[Data excerpts]
..........

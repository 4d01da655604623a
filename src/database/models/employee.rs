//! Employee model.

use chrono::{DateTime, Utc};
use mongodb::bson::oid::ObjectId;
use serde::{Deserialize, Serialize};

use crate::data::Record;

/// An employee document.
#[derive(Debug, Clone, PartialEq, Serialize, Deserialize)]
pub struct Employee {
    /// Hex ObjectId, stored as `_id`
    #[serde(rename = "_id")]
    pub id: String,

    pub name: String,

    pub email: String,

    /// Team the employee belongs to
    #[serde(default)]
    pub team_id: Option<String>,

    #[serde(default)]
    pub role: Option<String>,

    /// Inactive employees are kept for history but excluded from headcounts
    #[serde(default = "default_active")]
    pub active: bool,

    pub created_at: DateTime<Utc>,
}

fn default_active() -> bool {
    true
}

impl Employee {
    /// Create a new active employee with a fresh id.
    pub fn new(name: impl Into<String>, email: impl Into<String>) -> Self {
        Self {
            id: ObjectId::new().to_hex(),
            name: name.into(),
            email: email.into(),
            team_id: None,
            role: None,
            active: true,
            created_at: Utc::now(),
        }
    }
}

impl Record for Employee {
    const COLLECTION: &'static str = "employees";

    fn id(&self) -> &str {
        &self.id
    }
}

..........

* WORK REQUEST:
Copy every record exactly, leaving each line intact.

* EXERCISE RESPONSE:
repository 4d01da655604623a
filename src/database/models/employee.rs
//! Employee model.

use chrono::{DateTime, Utc};
use mongodb::bson::oid::ObjectId;
use serde::{Deserialize, Serialize};

use crate::data::Record;

/// An employee document.
#[derive(Debug, Clone, PartialEq, Serialize, Deserialize)]
pub struct Employee {
    /// Hex ObjectId, stored as `_id`
    #[serde(rename = "_id")]
    pub id: String,

    pub name: String,

    pub email: String,

    /// Team the employee belongs to
    #[serde(default)]
    pub team_id: Option<String>,

    #[serde(default)]
    pub role: Option<String>,

    /// Inactive employees are kept for history but excluded from headcounts
    #[serde(default = "default_active")]
    pub active: bool,

    pub created_at: DateTime<Utc>,
}

fn default_active() -> bool {
    true
}

impl Employee {
    /// Create a new active employee with a fresh id.
    pub fn new(name: impl Into<String>, email: impl Into<String>) -> Self {
        Self {
            id: ObjectId::new().to_hex(),
            name: name.into(),
            email: email.into(),
            team_id: None,
            role: None,
            active: true,
            created_at: Utc::now(),
        }
    }
}

impl Record for Employee {
    const COLLECTION: &'static str = "employees";

    fn id(&self) -> &str {
        &self.id
    }
}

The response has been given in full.